The upshot was that between 1998 and 2010 the PWA gave its written approval to more than 100 major water infrastructure projects for settlements – every single project requested – despite the fact that the settlements and their infrastructures are illegal under international law and the number one obstacle to Palestinian statehood. This ‘pragmatic’ though little publicised policy was pursued with the full knowledge of Presidents Mahmoud Abbas and before him Yasser Arafat.
The quid pro quo that was at work is readily apparent from what subsequently transpired. When a newly appointed head of the PWA decided in 2010 that he would no longer be willing to approve settlement projects, Israel responded by refusing to approve Palestinian ones, and the JWC stopped meeting altogether. Even major private sector initiatives like the new Palestinian town of Rawabi found themselves denied permission for much-needed water supply infrastructures. Six years on, the PWA now has 97 donor-funded projects awaiting Israeli approval.
This brings us to the recent agreement – which has not been made public, but which I have seen. At first glance, the agreement seems innocuous enough. All it does is state which subjects will from now on require JWC approval and, by extension, which ones will not.
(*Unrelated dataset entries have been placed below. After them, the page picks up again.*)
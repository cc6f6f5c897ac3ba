//! Filter-composed stream tests.

mod util;

use std::sync::mpsc;

use cio::filter::{Spak, ZipAction, ZipAlgo};
use cio::{AsyncStream, Filter, State};
use util::{expect_within, init_with_proactor};

#[test]
fn chunked_decode_over_data_stream() {
    let proactor = init_with_proactor();
    // base64 of "5\r\nhello\r\n0\r\n\r\n"
    let child =
        AsyncStream::from_url(&proactor.handle(), "data://NQ0KaGVsbG8NCjANCg0K").expect("child");
    let stream = AsyncStream::with_filter(&proactor.handle(), child, Filter::chunked());

    let (tx, rx) = mpsc::channel();
    let ok = stream.open_read(
        64,
        Box::new(move |_stream, state, data| {
            tx.send((state, data.to_vec())).unwrap();
            state == State::Ok
        }),
    );
    assert!(ok);

    let mut decoded = Vec::new();
    loop {
        let (state, data) = expect_within(&rx, 10, "decoded chunk");
        match state {
            State::Ok => decoded.extend_from_slice(&data),
            State::Closed => break,
            state => panic!("unexpected state {}", state),
        }
    }
    assert_eq!(decoded, b"hello");

    assert!(stream.exit());
    assert!(proactor.exit());
}

#[test]
fn cache_filter_is_transparent() {
    let proactor = init_with_proactor();
    let child =
        AsyncStream::from_url(&proactor.handle(), "data://dHJhbnNwYXJlbnQ=").expect("child");
    let stream = AsyncStream::with_filter(&proactor.handle(), child, Filter::cache(4));

    let (tx, rx) = mpsc::channel();
    stream.open_read(
        64,
        Box::new(move |_stream, state, data| {
            tx.send((state, data.to_vec())).unwrap();
            state == State::Ok
        }),
    );

    let mut collected = Vec::new();
    loop {
        let (state, data) = expect_within(&rx, 10, "identity chunk");
        match state {
            State::Ok => collected.extend_from_slice(&data),
            State::Closed => break,
            state => panic!("unexpected state {}", state),
        }
    }
    assert_eq!(collected, b"transparent");

    assert!(stream.exit());
    assert!(proactor.exit());
}

#[test]
fn deflate_filter_compresses_file_writes() {
    let proactor = init_with_proactor();
    let dir = tempfile::tempdir().expect("tempdir");
    let path = dir.path().join("packed.z");

    let url = format!("file://{}", path.display());
    let child = AsyncStream::from_url(&proactor.handle(), &url).expect("child");
    child.set_file_mode(cio::stream::FileMode::RW | cio::stream::FileMode::CREATE);
    let stream = AsyncStream::with_filter(
        &proactor.handle(),
        child,
        Filter::zip(ZipAlgo::Zlib, ZipAction::Deflate),
    );

    let payload = b"compress me through the stream layer".repeat(32);
    let (tx, rx) = mpsc::channel();
    let payload2 = payload.clone();
    stream.open_write(
        &payload,
        Box::new(move |_stream, state, real, _size| {
            tx.send((state, real)).unwrap();
            false
        }),
    );
    let (state, real) = expect_within(&rx, 10, "filtered write");
    assert_eq!(state, State::Ok);
    assert_eq!(real, payload2.len());

    // A closing sync flushes the deflate tail into the child.
    let (tx, rx) = mpsc::channel();
    stream.sync_closing(Box::new(move |_stream, state| {
        tx.send(state).unwrap();
    }));
    assert_eq!(expect_within(&rx, 10, "filtered sync"), State::Ok);

    assert!(stream.exit());
    assert!(proactor.exit());

    // What landed on disk must inflate back to the payload.
    let packed = std::fs::read(&path).expect("packed bytes");
    assert!(!packed.is_empty());
    assert!(packed.len() < payload.len());
    let mut inflate = Filter::zip(ZipAlgo::Zlib, ZipAction::Inflate);
    assert!(inflate.open());
    let mut unpacked = Vec::new();
    match inflate.spak(&packed, 0, 1) {
        Spak::Data(bytes) => unpacked.extend_from_slice(bytes),
        _ => {}
    }
    loop {
        match inflate.spak(&[], 0, -1) {
            Spak::Data(bytes) => unpacked.extend_from_slice(bytes),
            _ => break,
        }
    }
    assert_eq!(unpacked, payload);
}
For the Palestinians this means that, where previously they would have had to obtain JWC approval if they wanted to lay even the smallest pipeline to an isolated Palestinian village, or to build it a new water storage tank, JWC approval will now only be required for drilling or upgrading wells, or abstracting more water from them. In this limited sense, the agreement gives the Palestinians greater autonomy in water management.
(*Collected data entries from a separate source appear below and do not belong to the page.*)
#[cfg(all(
    unix,
    not(any(target_os = "linux", target_os = "android"))
))]
mod imp {
    //! `getifaddrs(3)` walk; the AF_LINK records carry the hardware
    //! addresses on the BSDs and macOS.

    use super::*;
    use std::ffi::CStr;
    use std::ptr;

    pub fn enumerate() -> io::Result<Vec<Interface>> {
        let mut base: *mut libc::ifaddrs = ptr::null_mut();
        syscall!(getifaddrs(&mut base))?;

        let mut list = Vec::new();
        let mut curr = base;
        while !curr.is_null() {
            let ifa = unsafe { &*curr };
            curr = ifa.ifa_next;
            if ifa.ifa_name.is_null() {
                continue;
            }
            let name = unsafe { CStr::from_ptr(ifa.ifa_name) }
                .to_string_lossy()
                .into_owned();
            let entry = slot(&mut list, &name);
            entry.set_flags(
                ifa.ifa_flags & libc::IFF_UP as u32 != 0,
                ifa.ifa_flags & libc::IFF_LOOPBACK as u32 != 0,
                ifa.ifa_flags & libc::IFF_MULTICAST as u32 != 0,
            );
            if ifa.ifa_addr.is_null() {
                continue;
            }
            match unsafe { (*ifa.ifa_addr).sa_family } as i32 {
                libc::AF_INET => {
                    let sin = unsafe { &*(ifa.ifa_addr as *const libc::sockaddr_in) };
                    entry.ipv4 = Some(Ipv4Addr::from(sin.sin_addr.s_addr.to_ne_bytes()));
                }
                libc::AF_INET6 => {
                    let sin6 = unsafe { &*(ifa.ifa_addr as *const libc::sockaddr_in6) };
                    entry.ipv6 = Some(Ipv6Addr::from(sin6.sin6_addr.s6_addr));
                }
                libc::AF_LINK => {
                    let dl = unsafe { &*(ifa.ifa_addr as *const libc::sockaddr_dl) };
                    if dl.sdl_alen as usize == 6 {
                        let base = dl.sdl_data.as_ptr() as *const u8;
                        let mut mac = [0u8; 6];
                        unsafe {
                            ptr::copy_nonoverlapping(
                                base.add(dl.sdl_nlen as usize),
                                mac.as_mut_ptr(),
                                6,
                            );
                        }
                        if mac != [0; 6] {
                            entry.hwaddr = Some(mac);
                        }
                    }
                }
                _ => {}
            }
        }
        unsafe { libc::freeifaddrs(base) };
        Ok(list)
    }
}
The problem is that the agreement also does the same for Israel, allowing it to lay as many new supply lines for settlements as it wishes. A PWA official has admitted as much, noting that ‘there will be no discussion of issues related to the settlements anymore’ within the JWC. And given that the settlements get most of their water via Israel’s national water network, rather than from West Bank wells, this means that the new agreement effectively gives Israel carte blanche to expand water provision for settlements.
Palestine water im. 2

Photo by Eva Bartlett. Source:

At the same time, the agreement does nothing to change Israel’s overall control of the Palestinian water sector. Though Palestinians will now have autonomy to lay pipelines, what they won’t have is any additional water to go in them – except with Israeli consent. Moreover, even this autonomy will be partial: in the 60% of the West Bank under full Israeli control, known as Area C, all new infrastructures will still require Israeli planning approval. Over the last 20 years the water inequalities between Israelis and Palestinians have grown ever wider, and the West Bank has become progressively more dependent on Israel for its water supplies. This agreement will do nothing to reverse these trends.
Nonetheless, for the PWA, the obvious benefits of this new arrangement are that they can start getting their backlog of water projects implemented, and that they will no longer be asked to approve settlement projects. The disadvantage, however, is that the one instrument in the Oslo accords which granted the Palestinians the right to veto a part of Israel’s settlement programme has been quietly relinquished. And given current Israeli settlement building plans, including plans for a doubling of water supplies to the West Bank, this is not without consequence.
It isn’t difficult, of course, to identify the forces behind this renewed ‘cooperation’: on the one hand the most pro-settler government in Israeli history, and on the other a weak and dependent Palestinian Authority, desperate for improved water supplies and rightly fearful of what a Donald Trump presidency might bring. What is more shocking, though, is that over the last six years, international donors have been more interested in getting the JWC up and running again so that their projects might be approved, than in pushing for reforms that would actually support Palestinian rights.
What hope is there for peace – or indeed for the UN – when the UN envoy views an agreement licensing illegal settlement activity as a step towards the two-state solution?